Extracted records:

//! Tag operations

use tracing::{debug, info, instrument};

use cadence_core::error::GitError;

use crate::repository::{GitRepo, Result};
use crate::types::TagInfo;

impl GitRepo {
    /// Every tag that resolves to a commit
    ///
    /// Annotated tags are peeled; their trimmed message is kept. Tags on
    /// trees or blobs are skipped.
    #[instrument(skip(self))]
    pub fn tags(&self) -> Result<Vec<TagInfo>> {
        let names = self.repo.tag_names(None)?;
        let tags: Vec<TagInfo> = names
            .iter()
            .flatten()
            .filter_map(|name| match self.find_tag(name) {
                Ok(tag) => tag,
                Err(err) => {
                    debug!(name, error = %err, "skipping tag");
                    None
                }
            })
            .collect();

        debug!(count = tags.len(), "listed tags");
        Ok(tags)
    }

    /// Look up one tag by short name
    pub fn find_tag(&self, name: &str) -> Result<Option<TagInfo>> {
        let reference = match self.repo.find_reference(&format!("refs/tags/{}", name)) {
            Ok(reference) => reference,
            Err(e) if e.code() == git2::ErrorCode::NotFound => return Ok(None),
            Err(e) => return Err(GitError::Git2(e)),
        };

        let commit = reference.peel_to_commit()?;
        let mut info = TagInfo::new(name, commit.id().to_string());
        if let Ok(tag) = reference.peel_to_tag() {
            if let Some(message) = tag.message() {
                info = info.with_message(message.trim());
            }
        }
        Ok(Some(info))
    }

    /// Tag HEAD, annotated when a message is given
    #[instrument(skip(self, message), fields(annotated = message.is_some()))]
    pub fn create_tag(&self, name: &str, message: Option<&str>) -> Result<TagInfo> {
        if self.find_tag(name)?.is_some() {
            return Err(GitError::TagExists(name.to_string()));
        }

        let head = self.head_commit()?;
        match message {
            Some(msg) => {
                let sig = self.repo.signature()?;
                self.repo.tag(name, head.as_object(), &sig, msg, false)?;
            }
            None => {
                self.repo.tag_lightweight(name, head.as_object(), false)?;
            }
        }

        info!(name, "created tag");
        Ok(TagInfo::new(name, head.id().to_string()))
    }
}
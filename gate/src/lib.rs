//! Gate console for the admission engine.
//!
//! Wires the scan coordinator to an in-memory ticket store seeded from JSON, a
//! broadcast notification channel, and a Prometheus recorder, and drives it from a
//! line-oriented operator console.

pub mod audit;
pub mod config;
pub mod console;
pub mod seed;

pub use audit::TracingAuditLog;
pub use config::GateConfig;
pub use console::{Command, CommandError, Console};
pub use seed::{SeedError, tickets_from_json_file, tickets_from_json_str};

Task requirements: Copy out the full listing, exactly as it stands.

Completed exercise:
//! Tag operations

use tracing::{debug, info, instrument};

use cadence_core::error::GitError;

use crate::repository::{GitRepo, Result};
use crate::types::TagInfo;

impl GitRepo {
    /// Every tag that resolves to a commit
    ///
    /// Annotated tags are peeled; their trimmed message is kept. Tags on
    /// trees or blobs are skipped.
    #[instrument(skip(self))]
    pub fn tags(&self) -> Result<Vec<TagInfo>> {
        let names = self.repo.tag_names(None)?;
        let tags: Vec<TagInfo> = names
            .iter()
            .flatten()
            .filter_map(|name| match self.find_tag(name) {
                Ok(tag) => tag,
                Err(err) => {
                    debug!(name, error = %err, "skipping tag");
                    None
                }
            })
            .collect();

        debug!(count = tags.len(), "listed tags");
        Ok(tags)
    }

    /// Look up one tag by short name
    pub fn find_tag(&self, name: &str) -> Result<Option<TagInfo>> {
        let reference = match self.repo.find_reference(&format!("refs/tags/{}", name)) {
            Ok(reference) => reference,
            Err(e) if e.code() == git2::ErrorCode::NotFound => return Ok(None),
            Err(e) => return Err(GitError::Git2(e)),
        };

        let commit = reference.peel_to_commit()?;
        let mut info = TagInfo::new(name, commit.id().to_string());
        if let Ok(tag) = reference.peel_to_tag() {
            if let Some(message) = tag.message() {
                info = info.with_message(message.trim());
            }
        }
        Ok(Some(info))
    }

    /// Tag HEAD, annotated when a message is given
    #[instrument(skip(self, message), fields(annotated = message.is_some()))]
    pub fn create_tag(&self, name: &str, message: Option<&str>) -> Result<TagInfo> {
        if self.find_tag(name)?.is_some() {
            return Err(GitError::TagExists(name.to_string()));
        }

        let head = self.head_commit()?;
        match message {
            Some(msg) => {
                let sig = self.repo.signature()?;
                self.repo.tag(name, head.as_object(), &sig, msg, false)?;
            }
            None => {
                self.repo.tag_lightweight(name, head.as_object(), false)?;
            }
        }

        info!(name, "created tag");
        Ok(TagInfo::new(name, head.id().to_string()))
    }
}
filename gate/src/lib.rs
//! Gate console for the admission engine.
//!
//! Wires the scan coordinator to an in-memory ticket store seeded from JSON, a
//! broadcast notification channel, and a Prometheus recorder, and drives it from a
//! line-oriented operator console.

pub mod audit;
pub mod config;
pub mod console;
pub mod seed;

pub use audit::TracingAuditLog;
pub use config::GateConfig;
pub use console::{Command, CommandError, Console};
pub use seed::{SeedError, tickets_from_json_file, tickets_from_json_str};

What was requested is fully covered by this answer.